Do we need a Swiss army knife as a communication protocol?

July 21st, 2008

You can do everything with SIP: Voice over IP, video telephony, presence, instant messaging, SMS, MMS and much more. Sometimes it feels like SIP is a protocol invented by a salesman: “Oh, you are looking for a solution that starts the microwave when you get to your driveway after a long day? Sure we have it - SIP!”Last week I wrote about XMPP versus SIMPLE, where both are used for presence and SIMPLE and utilize SIP for its transport. A colleague of mine who read that post told me that XMPP can also be used for voice calls. This brought me to the question:

Do we need Swiss army knives or do we need a penknife?

Do we want a protocol that does it all - a Swiss army knife, or should we have specialized protocols for each task - penknives?

Swiss army knife for protocols

Penknives please

Protocols are low level components in an application and are usually not in the core business of the application developers. As such, they tend to be outsourced to 3rd parties - RADVISION, for example, licenses such solutions related to VoIP, video and IMS to companies who wish to develop their own applications and products.

The companies that specialize in protocol stacks and communication frameworks development need to cater to a large customer base, which requires their products to be generic - it needs to fit client products, server products, pure software solutions and embedded devices. This means that as a company, you design for flexibility and optimize for both speed and memory space requirements.

If the protocol implemented is capable of doing a myriad of things, this automatically reflects in the size and complexity of the solution. Look at SIP, for example - it does it all. In the world of IMS, it is even a part of the IPTV solution.

Now, assuming you only want to develop an application doing voice calls without any bells and whistles of presence, video, SMS and the rest of the stuff out there; you are going to use a fraction of the protocol stack you employ. What a waste.

Give me my Swiss army knife

Let’s use SIP for VoIP and XMPP for presence, and take it to the unified communications realm.

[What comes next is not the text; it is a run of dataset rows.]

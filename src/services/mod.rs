pub mod auth;
pub mod chat;
pub mod comment;
pub mod database;
pub mod follow;
pub mod like;
pub mod notification;
pub mod post;
pub mod storage;
pub mod user;
pub mod websocket;

// 重新导出常用类型
pub use auth::AuthService;
pub use chat::ChatService;
pub use comment::CommentService;
pub use database::Database;
pub use follow::FollowService;
pub use like::LikeService;
pub use notification::NotificationService;
pub use post::PostService;
pub use storage::{FileStorage, LocalFileStorage};
pub use user::UserService;
pub use websocket::{PushDelivery, WebSocketHub};
use crate::{
    config::Config,
    error::Result,
    services::{
        AuthService, ChatService, CommentService, Database, FileStorage, FollowService, LikeService,
        LocalFileStorage, NotificationService, PostService, PushDelivery, UserService, WebSocketHub,
    },
    utils::middleware::{build_rate_limiter, KeyedRateLimiter},
};
use std::sync::Arc;

/// 应用程序的共享状态
/// 包含所有服务和配置的引用
#[derive(Clone)]
pub struct AppState {
    /// 应用配置
    pub config: Config,

    /// 数据库连接
    pub db: Arc<Database>,

    /// 在线 WebSocket 连接
    pub hub: Arc<WebSocketHub>,

    /// 认证接口的速率限制
    pub rate_limiter: Arc<KeyedRateLimiter>,

    /// 认证服务
    pub auth_service: AuthService,

    /// 用户服务
    pub user_service: UserService,

    /// 帖子服务
    pub post_service: PostService,

    /// 评论服务
    pub comment_service: CommentService,

    /// 点赞服务
    pub like_service: LikeService,

    /// 关注服务
    pub follow_service: FollowService,

    /// 通知服务
    pub notification_service: NotificationService,

    /// 私信服务
    pub chat_service: ChatService,
}

impl AppState {
    /// Production wiring: pushes go through the hub, images to the upload dir.
    pub async fn new(config: Config, db: Arc<Database>) -> Result<Self> {
        let hub = Arc::new(WebSocketHub::new());
        let storage: Arc<dyn FileStorage> = Arc::new(LocalFileStorage::new(&config)?);
        let push: Arc<dyn PushDelivery> = hub.clone();
        Self::with_collaborators(config, db, hub, push, storage).await
    }

    /// Lets callers swap the push channel and file storage, e.g. for a
    /// recording fake in tests.
    pub async fn with_collaborators(
        config: Config,
        db: Arc<Database>,
        hub: Arc<WebSocketHub>,
        push: Arc<dyn PushDelivery>,
        storage: Arc<dyn FileStorage>,
    ) -> Result<Self> {
        let notification_service = NotificationService::new(db.clone(), push.clone(), &config).await?;

        let auth_service = AuthService::new(db.clone(), &config).await?;
        let user_service = UserService::new(db.clone(), storage.clone(), &config).await?;
        let post_service = PostService::new(db.clone(), storage).await?;
        let comment_service =
            CommentService::new(db.clone(), notification_service.clone(), &config).await?;
        let like_service = LikeService::new(db.clone(), notification_service.clone()).await?;
        let follow_service = FollowService::new(db.clone(), notification_service.clone()).await?;
        let chat_service = ChatService::new(db.clone(), push, &config).await?;

        Ok(Self {
            rate_limiter: Arc::new(build_rate_limiter(config.rate_limit_requests)),
            config,
            db,
            hub,
            auth_service,
            user_service,
            post_service,
            comment_service,
            like_service,
            follow_service,
            notification_service,
            chat_service,
        })
    }

    /// 检查是否为生产环境
    pub fn is_production(&self) -> bool {
        self.config.is_production()
    }
}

I’ll start by introducing a definition commonly known in both protocols: federation.

Taken from an IETF draft proposal:

A Federation is a group of VoIP service providers which:

  • agree to accept calls from each other via SIP agree on a set of administrative rules for these calls (settlement, abuse-handling, etc…)
  • agree on rules for the technical details of the interconnection

In laymen’s terms, if you have two enterprises, each with its own servers that take care of presence and VoIP calling, then each enterprise has its federation(s) and can decide to interconnect them with other enterprises.

In the IETF, the work around federation that started from VoIP peering and the relevant WG (Work Group) was called voipeer. Along the road, the WG name changed to SPEERMINT (Session PEERing for Multimedia INTerconnect) to deal with SIP services and not only VoIP. The reason was the same - the need for one federation that can deal with all services and not a federation mechanism per service.

One of the current advantages of XMPP over SIMPLE is its support for federations - support which is definitely going to find its way to SIMPLE soon enough.

Now, if we use XMPP and SIP instead of SIMPLE over SIP, we now need to manage two separate federation terms. What a waste.

If we’re doing communications and using fewer protocols that means less hassle and management effort to synchronize between them all.

If you’re developing VoIP clients, you are also doing presence or have it on your roadmap anyways, so what’s the point in requiring multiple stacks for multiple protocols? Better to have a Swiss army knife that does it all.

What about you?

I am torn between these two extremes when it comes to protocols. Do we need a Swiss army knife or do we need a penknife? I’d really like to know your views. Leave a comment or let me know.

Tags: , , , , , , , , ,

What's next?

Subscribe to this blog

Subscribe to all of our blogs

Leave a comment


Related posts:



2 Comments
Add your own   

  • 1. Eelco  |  July 21st, 2008 at 1:45 pm

    Currently a presence enabled SIP VoIP client uses these protocols: SDP over SIP for setting up multimedia sessions; SIMPLE over SIP for IM and presence; and XCAP or WebDAV over HTTP for network based resource lists. It could be made simpler by using just SDP over SIP for setting up the MM sessions and XMPP for the rest ;-)

  • 2. Paul E. Jones  |  July 22nd, 2008 at 1:58 am

    There is certainly a lot of appeal to using common building blocks when building different applications. One gets the advantage of re-using code that will prove to be constantly improving due to the fact that it is so well tested. But, we get this benefit with a commercially available protocol stack, whether the protocol is specialized or general.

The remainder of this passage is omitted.